§ How to complete this task:
Show each line from the records below in which the word "warn" occurs.

§ Records for processing:
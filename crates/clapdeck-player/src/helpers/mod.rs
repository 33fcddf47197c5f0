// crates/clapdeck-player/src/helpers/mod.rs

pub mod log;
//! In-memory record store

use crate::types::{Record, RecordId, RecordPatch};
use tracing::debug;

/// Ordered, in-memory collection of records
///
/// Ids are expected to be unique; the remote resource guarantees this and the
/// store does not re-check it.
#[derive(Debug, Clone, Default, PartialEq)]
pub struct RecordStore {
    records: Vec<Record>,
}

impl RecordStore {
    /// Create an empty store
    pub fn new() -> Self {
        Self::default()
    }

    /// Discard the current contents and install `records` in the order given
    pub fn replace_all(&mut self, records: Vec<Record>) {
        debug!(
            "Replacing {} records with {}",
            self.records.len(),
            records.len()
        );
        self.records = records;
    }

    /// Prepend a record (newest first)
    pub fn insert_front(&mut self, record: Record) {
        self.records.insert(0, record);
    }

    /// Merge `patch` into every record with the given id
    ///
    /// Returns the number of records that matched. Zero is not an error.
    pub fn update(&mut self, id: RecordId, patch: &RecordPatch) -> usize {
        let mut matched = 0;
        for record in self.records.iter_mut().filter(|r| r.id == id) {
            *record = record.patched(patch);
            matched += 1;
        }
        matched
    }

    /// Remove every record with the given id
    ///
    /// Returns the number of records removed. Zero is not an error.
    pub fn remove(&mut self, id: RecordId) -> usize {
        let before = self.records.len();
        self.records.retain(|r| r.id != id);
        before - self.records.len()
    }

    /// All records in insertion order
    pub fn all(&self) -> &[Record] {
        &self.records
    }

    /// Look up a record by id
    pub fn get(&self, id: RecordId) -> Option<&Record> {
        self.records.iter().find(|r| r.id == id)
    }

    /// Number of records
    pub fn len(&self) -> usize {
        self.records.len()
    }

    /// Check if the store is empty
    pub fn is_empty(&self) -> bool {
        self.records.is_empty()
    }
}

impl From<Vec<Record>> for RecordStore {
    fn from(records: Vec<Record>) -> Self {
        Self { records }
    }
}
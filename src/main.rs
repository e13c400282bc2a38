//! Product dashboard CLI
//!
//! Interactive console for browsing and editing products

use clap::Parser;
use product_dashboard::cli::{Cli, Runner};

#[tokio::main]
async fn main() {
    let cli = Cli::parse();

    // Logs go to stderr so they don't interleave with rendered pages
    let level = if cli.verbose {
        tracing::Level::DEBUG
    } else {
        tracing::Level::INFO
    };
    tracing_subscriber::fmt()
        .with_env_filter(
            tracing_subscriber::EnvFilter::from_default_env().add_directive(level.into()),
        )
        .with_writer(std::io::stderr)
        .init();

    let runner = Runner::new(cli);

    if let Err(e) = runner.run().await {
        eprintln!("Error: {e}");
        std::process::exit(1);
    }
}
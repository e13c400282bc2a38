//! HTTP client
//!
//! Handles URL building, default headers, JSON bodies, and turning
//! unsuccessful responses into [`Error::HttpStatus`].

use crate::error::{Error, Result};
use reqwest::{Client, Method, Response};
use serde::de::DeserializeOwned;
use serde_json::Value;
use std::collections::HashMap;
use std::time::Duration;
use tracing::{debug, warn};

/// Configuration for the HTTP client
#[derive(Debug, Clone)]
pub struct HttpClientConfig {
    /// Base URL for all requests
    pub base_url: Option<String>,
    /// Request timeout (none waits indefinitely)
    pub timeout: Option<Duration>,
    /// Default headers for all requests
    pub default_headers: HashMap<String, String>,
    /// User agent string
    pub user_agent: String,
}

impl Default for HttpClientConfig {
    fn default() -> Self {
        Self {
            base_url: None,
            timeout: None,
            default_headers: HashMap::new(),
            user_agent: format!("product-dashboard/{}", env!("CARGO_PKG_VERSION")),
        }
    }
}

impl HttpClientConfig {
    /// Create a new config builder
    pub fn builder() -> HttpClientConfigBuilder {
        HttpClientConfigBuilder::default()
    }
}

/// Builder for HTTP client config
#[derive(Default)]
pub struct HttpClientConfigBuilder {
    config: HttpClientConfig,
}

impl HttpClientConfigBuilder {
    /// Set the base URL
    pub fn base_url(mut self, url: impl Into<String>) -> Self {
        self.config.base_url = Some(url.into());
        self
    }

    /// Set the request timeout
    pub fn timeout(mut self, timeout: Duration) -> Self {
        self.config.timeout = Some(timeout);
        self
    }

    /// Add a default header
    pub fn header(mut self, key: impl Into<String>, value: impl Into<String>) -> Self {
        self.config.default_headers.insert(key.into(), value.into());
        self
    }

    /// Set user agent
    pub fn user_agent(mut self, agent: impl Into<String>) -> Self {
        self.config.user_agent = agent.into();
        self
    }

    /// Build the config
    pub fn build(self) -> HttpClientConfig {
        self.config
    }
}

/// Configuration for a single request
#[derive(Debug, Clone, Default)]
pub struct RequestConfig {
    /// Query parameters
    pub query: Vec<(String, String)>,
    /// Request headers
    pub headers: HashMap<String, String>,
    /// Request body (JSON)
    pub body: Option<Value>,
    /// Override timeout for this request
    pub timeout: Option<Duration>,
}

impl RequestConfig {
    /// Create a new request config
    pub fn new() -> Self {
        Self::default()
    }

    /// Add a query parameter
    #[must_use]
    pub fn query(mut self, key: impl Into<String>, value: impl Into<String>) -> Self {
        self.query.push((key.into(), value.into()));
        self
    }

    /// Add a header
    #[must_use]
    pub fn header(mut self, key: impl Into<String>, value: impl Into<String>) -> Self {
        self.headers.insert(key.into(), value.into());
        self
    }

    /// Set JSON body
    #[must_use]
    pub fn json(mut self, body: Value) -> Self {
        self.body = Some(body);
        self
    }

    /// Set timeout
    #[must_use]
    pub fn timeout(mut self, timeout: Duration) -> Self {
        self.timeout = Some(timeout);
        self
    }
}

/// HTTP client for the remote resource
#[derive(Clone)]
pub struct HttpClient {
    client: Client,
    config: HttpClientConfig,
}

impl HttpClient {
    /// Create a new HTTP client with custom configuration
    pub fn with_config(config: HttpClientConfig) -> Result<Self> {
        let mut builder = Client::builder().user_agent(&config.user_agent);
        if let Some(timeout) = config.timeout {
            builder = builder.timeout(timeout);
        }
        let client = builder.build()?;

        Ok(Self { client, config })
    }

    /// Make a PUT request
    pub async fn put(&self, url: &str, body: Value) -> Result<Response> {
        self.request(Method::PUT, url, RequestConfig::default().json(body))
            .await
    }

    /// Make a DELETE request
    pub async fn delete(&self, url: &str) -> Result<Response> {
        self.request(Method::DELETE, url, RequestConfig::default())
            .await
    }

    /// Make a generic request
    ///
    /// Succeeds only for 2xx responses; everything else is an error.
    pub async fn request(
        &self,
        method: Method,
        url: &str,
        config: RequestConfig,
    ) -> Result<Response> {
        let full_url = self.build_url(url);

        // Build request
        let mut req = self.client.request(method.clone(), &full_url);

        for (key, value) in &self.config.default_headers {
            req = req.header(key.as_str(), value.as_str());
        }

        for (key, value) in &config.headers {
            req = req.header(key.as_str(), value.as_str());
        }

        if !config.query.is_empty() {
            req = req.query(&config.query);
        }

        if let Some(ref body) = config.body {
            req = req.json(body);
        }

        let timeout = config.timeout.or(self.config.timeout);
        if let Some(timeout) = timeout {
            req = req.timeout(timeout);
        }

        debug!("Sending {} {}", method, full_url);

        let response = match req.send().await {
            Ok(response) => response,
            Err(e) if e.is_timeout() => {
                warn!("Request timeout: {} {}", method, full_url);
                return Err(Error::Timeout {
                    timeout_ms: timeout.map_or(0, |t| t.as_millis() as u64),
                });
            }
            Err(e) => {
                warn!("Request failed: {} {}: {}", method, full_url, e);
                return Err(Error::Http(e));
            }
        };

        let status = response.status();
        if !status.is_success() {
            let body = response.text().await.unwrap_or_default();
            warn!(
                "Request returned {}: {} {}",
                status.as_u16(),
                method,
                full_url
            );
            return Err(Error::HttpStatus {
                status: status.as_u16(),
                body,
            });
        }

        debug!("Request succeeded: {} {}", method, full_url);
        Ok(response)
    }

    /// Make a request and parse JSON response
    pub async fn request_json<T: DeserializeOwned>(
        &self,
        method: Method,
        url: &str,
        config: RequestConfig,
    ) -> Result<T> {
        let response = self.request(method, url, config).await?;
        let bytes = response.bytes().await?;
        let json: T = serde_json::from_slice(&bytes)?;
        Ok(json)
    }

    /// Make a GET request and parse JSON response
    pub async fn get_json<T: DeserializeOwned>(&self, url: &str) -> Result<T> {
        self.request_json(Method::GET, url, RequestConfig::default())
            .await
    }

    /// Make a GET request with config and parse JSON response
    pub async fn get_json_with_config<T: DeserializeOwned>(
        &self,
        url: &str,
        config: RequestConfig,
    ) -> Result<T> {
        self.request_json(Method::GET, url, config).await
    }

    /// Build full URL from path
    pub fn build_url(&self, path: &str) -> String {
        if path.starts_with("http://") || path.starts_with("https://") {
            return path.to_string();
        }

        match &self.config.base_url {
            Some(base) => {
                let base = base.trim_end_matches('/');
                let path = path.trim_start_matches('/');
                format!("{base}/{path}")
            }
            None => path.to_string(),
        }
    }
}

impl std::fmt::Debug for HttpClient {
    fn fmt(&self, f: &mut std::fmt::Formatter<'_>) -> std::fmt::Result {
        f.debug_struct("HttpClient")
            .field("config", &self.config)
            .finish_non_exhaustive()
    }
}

§ Solved problem:
use tracing::{debug, warn};
                warn!("Request timeout: {} {}", method, full_url);
                warn!("Request failed: {} {}: {}", method, full_url, e);
            warn!(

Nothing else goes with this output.